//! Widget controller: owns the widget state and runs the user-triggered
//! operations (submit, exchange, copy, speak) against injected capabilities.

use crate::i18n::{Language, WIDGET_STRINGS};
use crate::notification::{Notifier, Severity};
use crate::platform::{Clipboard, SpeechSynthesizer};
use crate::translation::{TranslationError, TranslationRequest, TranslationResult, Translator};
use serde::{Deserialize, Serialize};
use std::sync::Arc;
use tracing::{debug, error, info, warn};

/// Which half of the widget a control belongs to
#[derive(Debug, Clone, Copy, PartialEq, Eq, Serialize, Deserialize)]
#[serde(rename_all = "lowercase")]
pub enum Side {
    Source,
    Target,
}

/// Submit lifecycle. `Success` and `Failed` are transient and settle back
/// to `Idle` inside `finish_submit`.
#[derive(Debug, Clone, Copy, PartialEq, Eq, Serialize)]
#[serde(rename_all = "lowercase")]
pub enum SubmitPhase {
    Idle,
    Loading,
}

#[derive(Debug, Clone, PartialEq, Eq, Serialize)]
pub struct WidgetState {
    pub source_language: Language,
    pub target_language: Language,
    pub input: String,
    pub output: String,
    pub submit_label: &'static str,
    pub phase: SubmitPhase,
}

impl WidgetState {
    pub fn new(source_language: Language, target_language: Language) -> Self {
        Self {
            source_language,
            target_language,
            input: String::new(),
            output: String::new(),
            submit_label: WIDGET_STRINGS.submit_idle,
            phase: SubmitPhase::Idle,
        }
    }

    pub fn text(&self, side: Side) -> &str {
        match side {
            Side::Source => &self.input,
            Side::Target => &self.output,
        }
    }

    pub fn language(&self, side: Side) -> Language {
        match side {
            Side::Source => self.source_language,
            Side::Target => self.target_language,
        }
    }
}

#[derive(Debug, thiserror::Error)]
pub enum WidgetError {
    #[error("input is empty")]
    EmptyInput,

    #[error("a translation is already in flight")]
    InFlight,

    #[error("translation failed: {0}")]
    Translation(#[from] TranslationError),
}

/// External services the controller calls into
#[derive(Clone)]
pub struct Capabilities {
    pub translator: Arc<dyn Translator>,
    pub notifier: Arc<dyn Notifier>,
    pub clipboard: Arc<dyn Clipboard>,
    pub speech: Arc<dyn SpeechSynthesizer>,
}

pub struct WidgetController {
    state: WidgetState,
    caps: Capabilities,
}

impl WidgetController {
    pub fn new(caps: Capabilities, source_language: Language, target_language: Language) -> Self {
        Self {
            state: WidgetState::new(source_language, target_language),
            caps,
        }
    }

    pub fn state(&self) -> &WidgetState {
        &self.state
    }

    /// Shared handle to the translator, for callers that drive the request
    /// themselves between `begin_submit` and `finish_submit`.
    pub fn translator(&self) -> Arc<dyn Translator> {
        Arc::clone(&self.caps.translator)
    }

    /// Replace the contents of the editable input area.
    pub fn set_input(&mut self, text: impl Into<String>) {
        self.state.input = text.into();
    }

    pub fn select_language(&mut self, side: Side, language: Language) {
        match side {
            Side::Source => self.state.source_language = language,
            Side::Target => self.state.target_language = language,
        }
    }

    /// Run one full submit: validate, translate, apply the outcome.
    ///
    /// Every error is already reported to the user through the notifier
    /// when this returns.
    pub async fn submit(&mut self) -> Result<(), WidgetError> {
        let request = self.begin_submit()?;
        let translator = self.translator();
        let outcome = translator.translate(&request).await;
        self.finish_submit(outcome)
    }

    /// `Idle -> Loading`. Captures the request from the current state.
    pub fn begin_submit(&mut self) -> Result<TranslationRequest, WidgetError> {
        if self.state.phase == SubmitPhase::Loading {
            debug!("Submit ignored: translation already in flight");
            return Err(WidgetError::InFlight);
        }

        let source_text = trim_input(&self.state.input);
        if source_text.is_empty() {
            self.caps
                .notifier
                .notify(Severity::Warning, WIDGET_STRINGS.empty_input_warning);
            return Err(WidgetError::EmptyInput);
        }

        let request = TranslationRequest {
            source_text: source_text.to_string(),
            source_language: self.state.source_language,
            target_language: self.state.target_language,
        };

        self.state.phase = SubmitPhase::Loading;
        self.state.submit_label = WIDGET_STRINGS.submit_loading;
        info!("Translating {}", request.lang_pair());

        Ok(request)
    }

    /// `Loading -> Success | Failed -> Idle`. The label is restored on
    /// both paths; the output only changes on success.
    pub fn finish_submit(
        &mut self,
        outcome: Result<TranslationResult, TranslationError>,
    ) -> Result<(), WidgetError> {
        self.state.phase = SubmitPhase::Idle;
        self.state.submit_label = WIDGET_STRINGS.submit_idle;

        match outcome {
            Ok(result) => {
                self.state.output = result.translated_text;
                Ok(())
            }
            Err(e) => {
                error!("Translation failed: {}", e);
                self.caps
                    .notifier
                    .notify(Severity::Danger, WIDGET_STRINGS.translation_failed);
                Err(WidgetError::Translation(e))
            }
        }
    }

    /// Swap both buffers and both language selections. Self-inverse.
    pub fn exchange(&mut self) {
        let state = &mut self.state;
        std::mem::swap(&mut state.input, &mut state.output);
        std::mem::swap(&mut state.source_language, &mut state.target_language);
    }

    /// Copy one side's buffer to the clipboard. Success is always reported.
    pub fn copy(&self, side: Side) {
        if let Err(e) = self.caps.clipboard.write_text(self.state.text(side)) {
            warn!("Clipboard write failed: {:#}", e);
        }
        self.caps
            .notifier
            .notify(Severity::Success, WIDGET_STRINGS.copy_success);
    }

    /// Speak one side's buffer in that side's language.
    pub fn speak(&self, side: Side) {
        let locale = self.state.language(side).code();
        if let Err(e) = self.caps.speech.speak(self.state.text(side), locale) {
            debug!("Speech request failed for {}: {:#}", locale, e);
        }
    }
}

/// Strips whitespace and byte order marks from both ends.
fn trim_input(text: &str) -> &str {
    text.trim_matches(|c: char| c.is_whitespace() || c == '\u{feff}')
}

■ ■ ■ ■ ■

**AIM OF THE TASK**
The required output is every line above from the one with "pub notifier: Arc<dyn" down to the one with "drive the request", restated word for word, ends included.

**SOLUTION**
    pub notifier: Arc<dyn Notifier>,
    pub clipboard: Arc<dyn Clipboard>,
    pub speech: Arc<dyn SpeechSynthesizer>,
}

pub struct WidgetController {
    state: WidgetState,
    caps: Capabilities,
}

impl WidgetController {
    pub fn new(caps: Capabilities, source_language: Language, target_language: Language) -> Self {
        Self {
            state: WidgetState::new(source_language, target_language),
            caps,
        }
    }

    pub fn state(&self) -> &WidgetState {
        &self.state
    }

    /// Shared handle to the translator, for callers that drive the request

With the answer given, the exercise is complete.